**Directions for this task**:
Nothing outside the range is wanted. Repeat exactly the lines below from the one with "use tokio::sync::Mutex;" through the one with "or explicitly revoked.".

**Material provided**:
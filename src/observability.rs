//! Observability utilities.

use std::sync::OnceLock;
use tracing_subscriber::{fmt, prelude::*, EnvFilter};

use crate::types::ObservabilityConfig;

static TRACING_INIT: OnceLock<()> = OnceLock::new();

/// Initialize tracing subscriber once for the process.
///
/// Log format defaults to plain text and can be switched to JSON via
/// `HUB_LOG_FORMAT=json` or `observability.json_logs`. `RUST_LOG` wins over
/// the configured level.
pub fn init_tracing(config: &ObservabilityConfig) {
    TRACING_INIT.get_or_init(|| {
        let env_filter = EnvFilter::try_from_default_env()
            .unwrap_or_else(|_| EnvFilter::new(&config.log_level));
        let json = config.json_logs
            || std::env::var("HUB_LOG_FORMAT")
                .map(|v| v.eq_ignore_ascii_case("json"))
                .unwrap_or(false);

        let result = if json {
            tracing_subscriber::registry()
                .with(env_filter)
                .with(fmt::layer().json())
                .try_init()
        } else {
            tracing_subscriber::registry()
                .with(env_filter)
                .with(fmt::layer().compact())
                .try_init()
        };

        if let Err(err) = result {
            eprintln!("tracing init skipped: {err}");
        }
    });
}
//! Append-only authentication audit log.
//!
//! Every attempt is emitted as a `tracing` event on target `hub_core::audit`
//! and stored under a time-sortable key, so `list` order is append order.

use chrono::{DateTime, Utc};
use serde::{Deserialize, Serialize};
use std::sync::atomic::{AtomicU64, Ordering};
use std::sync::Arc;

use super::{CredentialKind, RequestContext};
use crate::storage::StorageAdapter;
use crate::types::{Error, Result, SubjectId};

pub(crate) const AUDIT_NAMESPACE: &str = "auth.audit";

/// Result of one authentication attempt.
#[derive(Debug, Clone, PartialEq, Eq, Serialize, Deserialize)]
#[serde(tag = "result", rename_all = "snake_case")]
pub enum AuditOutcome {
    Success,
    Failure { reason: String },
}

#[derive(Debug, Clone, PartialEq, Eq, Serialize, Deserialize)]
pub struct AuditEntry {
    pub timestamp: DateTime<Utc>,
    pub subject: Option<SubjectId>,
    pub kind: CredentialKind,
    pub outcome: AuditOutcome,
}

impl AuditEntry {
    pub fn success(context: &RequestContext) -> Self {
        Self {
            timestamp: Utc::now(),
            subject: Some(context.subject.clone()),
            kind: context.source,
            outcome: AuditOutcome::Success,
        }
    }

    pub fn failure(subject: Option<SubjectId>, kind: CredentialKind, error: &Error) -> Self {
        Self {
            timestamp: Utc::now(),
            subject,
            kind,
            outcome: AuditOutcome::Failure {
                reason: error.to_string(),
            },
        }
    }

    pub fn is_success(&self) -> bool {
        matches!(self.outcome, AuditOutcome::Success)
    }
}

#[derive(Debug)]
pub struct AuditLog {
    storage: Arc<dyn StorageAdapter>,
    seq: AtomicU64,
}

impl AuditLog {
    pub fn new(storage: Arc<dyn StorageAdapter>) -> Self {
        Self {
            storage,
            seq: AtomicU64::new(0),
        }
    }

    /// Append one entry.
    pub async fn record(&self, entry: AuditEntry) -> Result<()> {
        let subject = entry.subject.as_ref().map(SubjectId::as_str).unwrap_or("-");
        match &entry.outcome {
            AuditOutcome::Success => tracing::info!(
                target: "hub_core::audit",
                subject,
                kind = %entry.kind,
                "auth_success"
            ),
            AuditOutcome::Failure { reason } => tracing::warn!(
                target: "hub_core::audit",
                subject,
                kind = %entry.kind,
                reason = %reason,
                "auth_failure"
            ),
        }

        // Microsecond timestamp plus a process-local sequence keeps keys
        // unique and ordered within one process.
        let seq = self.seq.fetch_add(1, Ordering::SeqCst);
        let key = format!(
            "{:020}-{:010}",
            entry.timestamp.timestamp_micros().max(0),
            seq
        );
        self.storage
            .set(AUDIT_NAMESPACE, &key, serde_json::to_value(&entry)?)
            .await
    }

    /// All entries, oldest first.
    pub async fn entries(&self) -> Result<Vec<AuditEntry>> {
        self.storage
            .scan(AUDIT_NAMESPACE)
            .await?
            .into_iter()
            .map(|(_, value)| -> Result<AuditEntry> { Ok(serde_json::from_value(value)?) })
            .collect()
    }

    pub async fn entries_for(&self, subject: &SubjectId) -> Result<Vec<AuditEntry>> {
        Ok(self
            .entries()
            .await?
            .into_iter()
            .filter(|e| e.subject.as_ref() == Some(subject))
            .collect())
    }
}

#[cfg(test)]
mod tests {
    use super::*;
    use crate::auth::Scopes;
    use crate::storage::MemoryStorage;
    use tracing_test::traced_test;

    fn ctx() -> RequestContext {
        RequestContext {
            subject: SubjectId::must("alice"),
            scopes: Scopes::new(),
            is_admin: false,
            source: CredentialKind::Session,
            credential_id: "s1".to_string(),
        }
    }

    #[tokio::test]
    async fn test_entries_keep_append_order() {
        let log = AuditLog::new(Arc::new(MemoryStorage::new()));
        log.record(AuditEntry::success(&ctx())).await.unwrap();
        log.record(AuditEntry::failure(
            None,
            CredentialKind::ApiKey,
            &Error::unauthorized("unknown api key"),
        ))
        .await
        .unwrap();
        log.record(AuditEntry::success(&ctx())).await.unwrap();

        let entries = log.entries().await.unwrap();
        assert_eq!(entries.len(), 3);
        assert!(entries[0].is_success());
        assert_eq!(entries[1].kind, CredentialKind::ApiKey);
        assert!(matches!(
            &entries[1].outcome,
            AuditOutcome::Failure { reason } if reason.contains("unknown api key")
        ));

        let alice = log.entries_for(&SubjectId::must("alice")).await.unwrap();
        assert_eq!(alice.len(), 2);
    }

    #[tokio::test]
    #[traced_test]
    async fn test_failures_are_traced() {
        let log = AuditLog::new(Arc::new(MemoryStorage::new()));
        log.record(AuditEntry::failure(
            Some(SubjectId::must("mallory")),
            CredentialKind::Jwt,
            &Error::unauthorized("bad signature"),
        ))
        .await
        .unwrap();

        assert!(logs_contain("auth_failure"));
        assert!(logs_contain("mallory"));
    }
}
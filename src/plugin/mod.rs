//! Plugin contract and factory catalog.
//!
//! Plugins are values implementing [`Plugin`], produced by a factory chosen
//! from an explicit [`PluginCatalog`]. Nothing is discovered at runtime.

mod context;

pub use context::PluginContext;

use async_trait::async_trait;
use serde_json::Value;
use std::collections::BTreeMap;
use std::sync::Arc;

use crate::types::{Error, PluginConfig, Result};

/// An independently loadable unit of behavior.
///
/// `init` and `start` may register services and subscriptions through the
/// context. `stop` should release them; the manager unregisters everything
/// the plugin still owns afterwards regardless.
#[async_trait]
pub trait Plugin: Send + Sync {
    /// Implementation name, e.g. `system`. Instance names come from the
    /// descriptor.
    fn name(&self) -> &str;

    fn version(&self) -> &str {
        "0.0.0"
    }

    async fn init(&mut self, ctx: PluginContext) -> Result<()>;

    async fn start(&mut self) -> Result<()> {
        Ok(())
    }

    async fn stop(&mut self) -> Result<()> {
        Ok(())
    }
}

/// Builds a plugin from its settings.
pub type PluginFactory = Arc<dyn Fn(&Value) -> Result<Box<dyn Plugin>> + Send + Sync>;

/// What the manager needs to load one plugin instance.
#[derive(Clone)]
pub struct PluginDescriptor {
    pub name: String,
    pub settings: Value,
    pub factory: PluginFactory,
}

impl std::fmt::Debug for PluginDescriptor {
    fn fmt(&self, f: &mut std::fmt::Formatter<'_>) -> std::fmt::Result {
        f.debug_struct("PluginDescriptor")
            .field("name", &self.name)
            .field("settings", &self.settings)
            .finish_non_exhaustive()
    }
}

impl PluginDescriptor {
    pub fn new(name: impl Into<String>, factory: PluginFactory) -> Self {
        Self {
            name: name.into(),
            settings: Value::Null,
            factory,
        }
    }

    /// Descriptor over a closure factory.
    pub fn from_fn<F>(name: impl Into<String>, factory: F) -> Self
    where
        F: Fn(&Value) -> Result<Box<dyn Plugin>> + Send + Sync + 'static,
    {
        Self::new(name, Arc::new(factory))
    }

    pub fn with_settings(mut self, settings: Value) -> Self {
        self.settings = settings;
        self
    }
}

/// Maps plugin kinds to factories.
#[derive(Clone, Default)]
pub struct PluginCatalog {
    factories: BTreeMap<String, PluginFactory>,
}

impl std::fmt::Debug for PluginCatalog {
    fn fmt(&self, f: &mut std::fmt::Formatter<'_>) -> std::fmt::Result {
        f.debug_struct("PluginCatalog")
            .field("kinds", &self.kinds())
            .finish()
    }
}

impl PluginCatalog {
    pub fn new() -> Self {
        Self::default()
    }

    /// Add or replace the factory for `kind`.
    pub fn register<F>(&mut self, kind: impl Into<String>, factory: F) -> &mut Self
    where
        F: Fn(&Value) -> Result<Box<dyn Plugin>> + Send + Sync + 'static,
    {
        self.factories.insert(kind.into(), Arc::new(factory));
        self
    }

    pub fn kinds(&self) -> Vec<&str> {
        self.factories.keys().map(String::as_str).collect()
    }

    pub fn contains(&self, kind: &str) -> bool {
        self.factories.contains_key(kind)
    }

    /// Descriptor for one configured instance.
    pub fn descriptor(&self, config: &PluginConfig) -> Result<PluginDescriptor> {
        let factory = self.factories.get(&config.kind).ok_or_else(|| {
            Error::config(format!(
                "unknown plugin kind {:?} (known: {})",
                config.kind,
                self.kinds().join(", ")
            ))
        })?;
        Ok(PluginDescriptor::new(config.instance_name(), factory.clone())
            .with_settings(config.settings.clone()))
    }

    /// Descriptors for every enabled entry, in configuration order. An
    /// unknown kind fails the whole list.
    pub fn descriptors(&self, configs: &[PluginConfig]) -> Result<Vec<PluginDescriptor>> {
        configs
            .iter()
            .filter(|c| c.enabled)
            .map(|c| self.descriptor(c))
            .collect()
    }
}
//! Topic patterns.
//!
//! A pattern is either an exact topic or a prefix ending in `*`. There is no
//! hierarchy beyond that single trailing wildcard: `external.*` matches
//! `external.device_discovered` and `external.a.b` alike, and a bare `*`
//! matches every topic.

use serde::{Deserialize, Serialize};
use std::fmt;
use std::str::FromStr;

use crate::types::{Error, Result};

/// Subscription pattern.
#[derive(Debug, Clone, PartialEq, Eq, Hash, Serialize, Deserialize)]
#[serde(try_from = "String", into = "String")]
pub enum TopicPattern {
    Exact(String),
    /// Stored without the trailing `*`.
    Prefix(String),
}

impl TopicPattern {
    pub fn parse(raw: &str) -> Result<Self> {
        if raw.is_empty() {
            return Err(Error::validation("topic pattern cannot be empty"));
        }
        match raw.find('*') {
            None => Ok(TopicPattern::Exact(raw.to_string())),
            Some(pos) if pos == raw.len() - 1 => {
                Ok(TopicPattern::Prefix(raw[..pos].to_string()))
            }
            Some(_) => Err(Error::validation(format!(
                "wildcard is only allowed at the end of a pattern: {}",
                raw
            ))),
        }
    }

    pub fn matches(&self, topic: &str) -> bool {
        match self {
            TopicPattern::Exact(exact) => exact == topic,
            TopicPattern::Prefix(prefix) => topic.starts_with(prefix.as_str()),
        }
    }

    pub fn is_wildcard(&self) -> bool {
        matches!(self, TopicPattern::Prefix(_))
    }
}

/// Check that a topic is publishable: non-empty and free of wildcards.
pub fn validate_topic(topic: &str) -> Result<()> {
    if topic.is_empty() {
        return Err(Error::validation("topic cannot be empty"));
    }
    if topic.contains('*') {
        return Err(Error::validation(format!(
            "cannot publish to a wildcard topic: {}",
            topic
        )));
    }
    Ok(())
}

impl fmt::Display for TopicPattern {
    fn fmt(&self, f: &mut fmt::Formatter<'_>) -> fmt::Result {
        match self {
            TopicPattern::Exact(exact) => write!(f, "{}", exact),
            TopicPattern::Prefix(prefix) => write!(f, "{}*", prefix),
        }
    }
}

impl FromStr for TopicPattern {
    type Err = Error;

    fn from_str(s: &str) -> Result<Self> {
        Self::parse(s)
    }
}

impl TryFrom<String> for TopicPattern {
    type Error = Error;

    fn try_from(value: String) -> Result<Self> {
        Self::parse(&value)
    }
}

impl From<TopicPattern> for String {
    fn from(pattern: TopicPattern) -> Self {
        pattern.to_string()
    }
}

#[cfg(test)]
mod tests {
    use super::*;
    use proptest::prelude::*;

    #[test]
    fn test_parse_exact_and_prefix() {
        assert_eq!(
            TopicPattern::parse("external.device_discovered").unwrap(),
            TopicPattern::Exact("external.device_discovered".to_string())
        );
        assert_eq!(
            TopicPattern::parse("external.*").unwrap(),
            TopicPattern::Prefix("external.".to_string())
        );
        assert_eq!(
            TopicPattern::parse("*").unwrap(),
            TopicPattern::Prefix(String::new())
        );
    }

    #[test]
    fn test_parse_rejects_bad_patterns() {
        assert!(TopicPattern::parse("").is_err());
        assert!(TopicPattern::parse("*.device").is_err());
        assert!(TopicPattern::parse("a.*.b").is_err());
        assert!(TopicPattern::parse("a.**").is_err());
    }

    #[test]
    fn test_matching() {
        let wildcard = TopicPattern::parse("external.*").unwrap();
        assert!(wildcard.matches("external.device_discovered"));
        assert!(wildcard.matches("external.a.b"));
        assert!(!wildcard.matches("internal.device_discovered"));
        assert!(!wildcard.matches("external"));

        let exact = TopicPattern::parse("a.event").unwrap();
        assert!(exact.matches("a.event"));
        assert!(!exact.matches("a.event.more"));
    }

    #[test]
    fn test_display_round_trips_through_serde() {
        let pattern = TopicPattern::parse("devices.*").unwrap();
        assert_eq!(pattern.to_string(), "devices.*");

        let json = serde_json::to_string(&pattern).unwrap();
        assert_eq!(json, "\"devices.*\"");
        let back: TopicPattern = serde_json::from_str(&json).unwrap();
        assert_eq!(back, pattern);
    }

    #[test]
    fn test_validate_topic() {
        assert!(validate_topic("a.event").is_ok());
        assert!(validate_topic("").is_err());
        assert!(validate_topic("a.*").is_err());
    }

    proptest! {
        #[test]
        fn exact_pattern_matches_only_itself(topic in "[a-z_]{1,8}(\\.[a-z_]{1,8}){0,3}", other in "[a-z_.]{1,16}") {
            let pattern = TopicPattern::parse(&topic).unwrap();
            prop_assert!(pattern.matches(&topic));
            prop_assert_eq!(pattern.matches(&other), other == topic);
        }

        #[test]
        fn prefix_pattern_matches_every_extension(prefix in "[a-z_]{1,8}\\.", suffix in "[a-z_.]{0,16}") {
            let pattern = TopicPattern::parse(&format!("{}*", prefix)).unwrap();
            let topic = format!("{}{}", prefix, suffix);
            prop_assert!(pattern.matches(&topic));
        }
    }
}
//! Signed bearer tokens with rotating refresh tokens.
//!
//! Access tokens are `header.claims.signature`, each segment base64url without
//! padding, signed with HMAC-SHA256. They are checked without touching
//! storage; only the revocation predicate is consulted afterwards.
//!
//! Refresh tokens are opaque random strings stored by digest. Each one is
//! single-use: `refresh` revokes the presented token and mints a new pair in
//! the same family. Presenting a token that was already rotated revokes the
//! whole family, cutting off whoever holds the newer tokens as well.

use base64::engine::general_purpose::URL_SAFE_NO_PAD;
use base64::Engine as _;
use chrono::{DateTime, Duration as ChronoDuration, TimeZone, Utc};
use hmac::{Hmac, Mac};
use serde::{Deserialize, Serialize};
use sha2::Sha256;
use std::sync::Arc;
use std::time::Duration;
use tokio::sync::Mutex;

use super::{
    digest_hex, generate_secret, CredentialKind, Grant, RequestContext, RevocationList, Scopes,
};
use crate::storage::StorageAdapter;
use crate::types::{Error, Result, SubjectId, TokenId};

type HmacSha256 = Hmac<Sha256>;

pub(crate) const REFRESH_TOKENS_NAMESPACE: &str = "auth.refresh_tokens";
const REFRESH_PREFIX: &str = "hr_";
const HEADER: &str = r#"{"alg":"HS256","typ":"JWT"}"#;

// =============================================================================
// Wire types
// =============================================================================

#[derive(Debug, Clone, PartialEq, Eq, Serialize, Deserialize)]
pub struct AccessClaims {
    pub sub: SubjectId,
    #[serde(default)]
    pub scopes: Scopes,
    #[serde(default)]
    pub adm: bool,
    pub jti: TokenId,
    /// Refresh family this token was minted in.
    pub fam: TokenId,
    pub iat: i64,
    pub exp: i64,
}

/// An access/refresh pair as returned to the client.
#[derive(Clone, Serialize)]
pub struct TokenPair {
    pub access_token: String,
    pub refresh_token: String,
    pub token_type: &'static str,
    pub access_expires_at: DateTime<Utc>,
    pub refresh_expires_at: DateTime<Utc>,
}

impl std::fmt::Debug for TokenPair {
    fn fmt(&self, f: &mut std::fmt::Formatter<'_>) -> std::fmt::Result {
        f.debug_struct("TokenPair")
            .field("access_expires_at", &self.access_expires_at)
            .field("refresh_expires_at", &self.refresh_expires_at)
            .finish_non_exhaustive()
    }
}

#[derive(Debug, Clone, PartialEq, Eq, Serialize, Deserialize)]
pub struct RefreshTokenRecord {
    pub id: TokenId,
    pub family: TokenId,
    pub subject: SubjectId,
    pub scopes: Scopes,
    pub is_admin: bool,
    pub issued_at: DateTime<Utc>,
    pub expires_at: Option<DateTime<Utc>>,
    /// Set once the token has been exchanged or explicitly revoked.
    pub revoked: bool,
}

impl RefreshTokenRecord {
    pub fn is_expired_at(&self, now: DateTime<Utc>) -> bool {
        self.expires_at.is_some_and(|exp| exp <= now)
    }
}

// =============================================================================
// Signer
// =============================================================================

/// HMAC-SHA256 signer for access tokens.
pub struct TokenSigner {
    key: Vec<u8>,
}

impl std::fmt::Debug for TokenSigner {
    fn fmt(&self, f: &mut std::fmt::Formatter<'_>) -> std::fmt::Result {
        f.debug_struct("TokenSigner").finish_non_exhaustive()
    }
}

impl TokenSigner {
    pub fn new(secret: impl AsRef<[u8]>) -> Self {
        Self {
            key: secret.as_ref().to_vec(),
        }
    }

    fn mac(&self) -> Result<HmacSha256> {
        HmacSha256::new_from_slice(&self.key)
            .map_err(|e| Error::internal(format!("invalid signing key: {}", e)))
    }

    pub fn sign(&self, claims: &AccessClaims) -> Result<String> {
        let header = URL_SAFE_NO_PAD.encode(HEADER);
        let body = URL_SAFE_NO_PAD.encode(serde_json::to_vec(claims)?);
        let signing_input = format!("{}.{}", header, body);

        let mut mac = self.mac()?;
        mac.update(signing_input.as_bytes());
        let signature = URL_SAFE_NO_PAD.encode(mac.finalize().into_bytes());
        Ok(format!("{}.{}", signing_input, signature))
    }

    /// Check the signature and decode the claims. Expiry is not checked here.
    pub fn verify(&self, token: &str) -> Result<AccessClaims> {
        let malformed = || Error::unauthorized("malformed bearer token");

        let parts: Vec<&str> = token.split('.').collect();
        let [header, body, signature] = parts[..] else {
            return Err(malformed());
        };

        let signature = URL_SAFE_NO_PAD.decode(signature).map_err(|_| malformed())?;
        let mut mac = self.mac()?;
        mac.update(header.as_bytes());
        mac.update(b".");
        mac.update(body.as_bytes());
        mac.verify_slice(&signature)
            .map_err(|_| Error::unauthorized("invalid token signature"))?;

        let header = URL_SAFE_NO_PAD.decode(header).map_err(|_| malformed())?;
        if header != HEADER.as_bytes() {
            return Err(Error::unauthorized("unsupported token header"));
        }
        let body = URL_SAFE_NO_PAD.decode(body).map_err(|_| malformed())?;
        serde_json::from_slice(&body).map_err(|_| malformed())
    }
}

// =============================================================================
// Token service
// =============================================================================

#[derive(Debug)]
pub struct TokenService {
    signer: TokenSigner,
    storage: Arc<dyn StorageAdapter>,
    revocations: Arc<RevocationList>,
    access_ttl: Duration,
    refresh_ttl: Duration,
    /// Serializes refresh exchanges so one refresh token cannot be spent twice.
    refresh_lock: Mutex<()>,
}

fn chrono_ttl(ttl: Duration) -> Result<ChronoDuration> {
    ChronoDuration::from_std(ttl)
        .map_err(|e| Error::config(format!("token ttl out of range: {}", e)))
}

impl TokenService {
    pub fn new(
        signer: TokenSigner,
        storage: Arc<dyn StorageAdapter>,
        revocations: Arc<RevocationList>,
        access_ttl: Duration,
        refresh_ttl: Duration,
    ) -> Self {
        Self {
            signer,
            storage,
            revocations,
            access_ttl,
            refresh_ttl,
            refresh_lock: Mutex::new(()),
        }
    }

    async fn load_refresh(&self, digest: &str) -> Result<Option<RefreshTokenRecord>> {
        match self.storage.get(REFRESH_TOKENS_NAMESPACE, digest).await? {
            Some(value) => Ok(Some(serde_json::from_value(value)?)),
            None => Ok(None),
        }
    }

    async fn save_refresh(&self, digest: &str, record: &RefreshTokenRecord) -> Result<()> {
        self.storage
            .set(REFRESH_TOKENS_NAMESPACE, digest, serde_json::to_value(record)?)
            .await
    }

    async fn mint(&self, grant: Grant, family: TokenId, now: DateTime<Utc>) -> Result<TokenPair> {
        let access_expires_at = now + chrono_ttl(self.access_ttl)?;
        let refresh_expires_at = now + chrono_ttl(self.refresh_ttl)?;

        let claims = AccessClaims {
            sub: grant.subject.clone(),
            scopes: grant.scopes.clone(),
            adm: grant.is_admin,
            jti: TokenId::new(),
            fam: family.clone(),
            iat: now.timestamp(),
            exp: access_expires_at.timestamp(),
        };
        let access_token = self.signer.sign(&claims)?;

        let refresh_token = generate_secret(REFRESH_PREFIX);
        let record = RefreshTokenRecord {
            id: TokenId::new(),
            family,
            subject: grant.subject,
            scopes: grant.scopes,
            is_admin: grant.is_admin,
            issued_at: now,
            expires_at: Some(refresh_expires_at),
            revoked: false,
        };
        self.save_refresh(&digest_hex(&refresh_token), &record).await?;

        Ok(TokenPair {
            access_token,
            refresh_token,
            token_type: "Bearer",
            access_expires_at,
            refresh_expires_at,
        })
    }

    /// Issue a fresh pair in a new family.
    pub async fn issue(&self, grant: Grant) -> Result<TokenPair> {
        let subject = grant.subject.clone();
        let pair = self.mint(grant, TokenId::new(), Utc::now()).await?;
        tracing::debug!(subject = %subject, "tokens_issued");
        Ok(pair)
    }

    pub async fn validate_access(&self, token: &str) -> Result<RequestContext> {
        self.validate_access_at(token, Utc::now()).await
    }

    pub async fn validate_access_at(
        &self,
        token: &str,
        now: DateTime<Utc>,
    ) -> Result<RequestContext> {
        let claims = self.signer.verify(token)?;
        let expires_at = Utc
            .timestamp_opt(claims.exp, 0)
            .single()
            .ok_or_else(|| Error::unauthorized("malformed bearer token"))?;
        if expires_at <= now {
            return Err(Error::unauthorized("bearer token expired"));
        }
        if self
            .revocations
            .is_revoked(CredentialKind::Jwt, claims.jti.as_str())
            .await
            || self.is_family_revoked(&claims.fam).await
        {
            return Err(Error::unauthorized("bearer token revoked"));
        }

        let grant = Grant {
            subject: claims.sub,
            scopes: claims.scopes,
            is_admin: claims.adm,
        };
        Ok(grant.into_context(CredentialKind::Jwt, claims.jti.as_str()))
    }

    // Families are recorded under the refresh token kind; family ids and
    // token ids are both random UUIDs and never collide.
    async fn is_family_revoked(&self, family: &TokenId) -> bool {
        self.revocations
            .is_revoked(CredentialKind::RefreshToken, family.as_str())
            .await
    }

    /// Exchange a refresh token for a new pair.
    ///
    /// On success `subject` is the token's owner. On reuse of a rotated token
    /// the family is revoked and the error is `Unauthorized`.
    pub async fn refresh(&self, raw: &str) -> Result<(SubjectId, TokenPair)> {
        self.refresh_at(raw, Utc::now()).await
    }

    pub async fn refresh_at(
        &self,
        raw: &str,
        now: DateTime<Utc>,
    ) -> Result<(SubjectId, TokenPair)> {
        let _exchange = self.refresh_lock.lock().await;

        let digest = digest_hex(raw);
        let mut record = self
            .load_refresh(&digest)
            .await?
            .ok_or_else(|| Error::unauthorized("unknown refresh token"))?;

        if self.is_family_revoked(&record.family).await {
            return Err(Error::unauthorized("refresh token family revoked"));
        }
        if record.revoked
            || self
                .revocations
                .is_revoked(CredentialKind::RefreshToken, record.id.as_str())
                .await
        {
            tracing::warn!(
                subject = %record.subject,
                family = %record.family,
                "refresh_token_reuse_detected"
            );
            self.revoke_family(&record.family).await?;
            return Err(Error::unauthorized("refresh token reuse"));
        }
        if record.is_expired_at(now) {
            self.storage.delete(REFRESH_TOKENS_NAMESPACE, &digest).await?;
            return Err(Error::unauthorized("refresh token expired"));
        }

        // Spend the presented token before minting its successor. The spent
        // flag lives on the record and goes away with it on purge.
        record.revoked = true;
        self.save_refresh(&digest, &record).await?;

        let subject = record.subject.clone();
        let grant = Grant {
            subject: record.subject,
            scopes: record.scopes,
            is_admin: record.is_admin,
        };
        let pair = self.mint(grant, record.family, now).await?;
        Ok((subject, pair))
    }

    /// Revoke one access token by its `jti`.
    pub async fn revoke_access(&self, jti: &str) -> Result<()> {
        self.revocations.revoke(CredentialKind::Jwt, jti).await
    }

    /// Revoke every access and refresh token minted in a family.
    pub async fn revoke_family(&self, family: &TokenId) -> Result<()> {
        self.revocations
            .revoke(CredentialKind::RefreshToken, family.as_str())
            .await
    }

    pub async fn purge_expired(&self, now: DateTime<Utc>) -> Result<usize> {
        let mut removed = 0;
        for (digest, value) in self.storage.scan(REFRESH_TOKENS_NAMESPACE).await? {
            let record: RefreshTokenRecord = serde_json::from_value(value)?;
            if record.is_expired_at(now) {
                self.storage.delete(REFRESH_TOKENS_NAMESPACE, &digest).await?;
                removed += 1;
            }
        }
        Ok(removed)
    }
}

**Completed exercise**:
use tokio::sync::Mutex;

use super::{
    digest_hex, generate_secret, CredentialKind, Grant, RequestContext, RevocationList, Scopes,
};
use crate::storage::StorageAdapter;
use crate::types::{Error, Result, SubjectId, TokenId};

type HmacSha256 = Hmac<Sha256>;

pub(crate) const REFRESH_TOKENS_NAMESPACE: &str = "auth.refresh_tokens";
const REFRESH_PREFIX: &str = "hr_";
const HEADER: &str = r#"{"alg":"HS256","typ":"JWT"}"#;

// =============================================================================
// Wire types
// =============================================================================

#[derive(Debug, Clone, PartialEq, Eq, Serialize, Deserialize)]
pub struct AccessClaims {
    pub sub: SubjectId,
    #[serde(default)]
    pub scopes: Scopes,
    #[serde(default)]
    pub adm: bool,
    pub jti: TokenId,
    /// Refresh family this token was minted in.
    pub fam: TokenId,
    pub iat: i64,
    pub exp: i64,
}

/// An access/refresh pair as returned to the client.
#[derive(Clone, Serialize)]
pub struct TokenPair {
    pub access_token: String,
    pub refresh_token: String,
    pub token_type: &'static str,
    pub access_expires_at: DateTime<Utc>,
    pub refresh_expires_at: DateTime<Utc>,
}

impl std::fmt::Debug for TokenPair {
    fn fmt(&self, f: &mut std::fmt::Formatter<'_>) -> std::fmt::Result {
        f.debug_struct("TokenPair")
            .field("access_expires_at", &self.access_expires_at)
            .field("refresh_expires_at", &self.refresh_expires_at)
            .finish_non_exhaustive()
    }
}

#[derive(Debug, Clone, PartialEq, Eq, Serialize, Deserialize)]
pub struct RefreshTokenRecord {
    pub id: TokenId,
    pub family: TokenId,
    pub subject: SubjectId,
    pub scopes: Scopes,
    pub is_admin: bool,
    pub issued_at: DateTime<Utc>,
    pub expires_at: Option<DateTime<Utc>>,
    /// Set once the token has been exchanged or explicitly revoked.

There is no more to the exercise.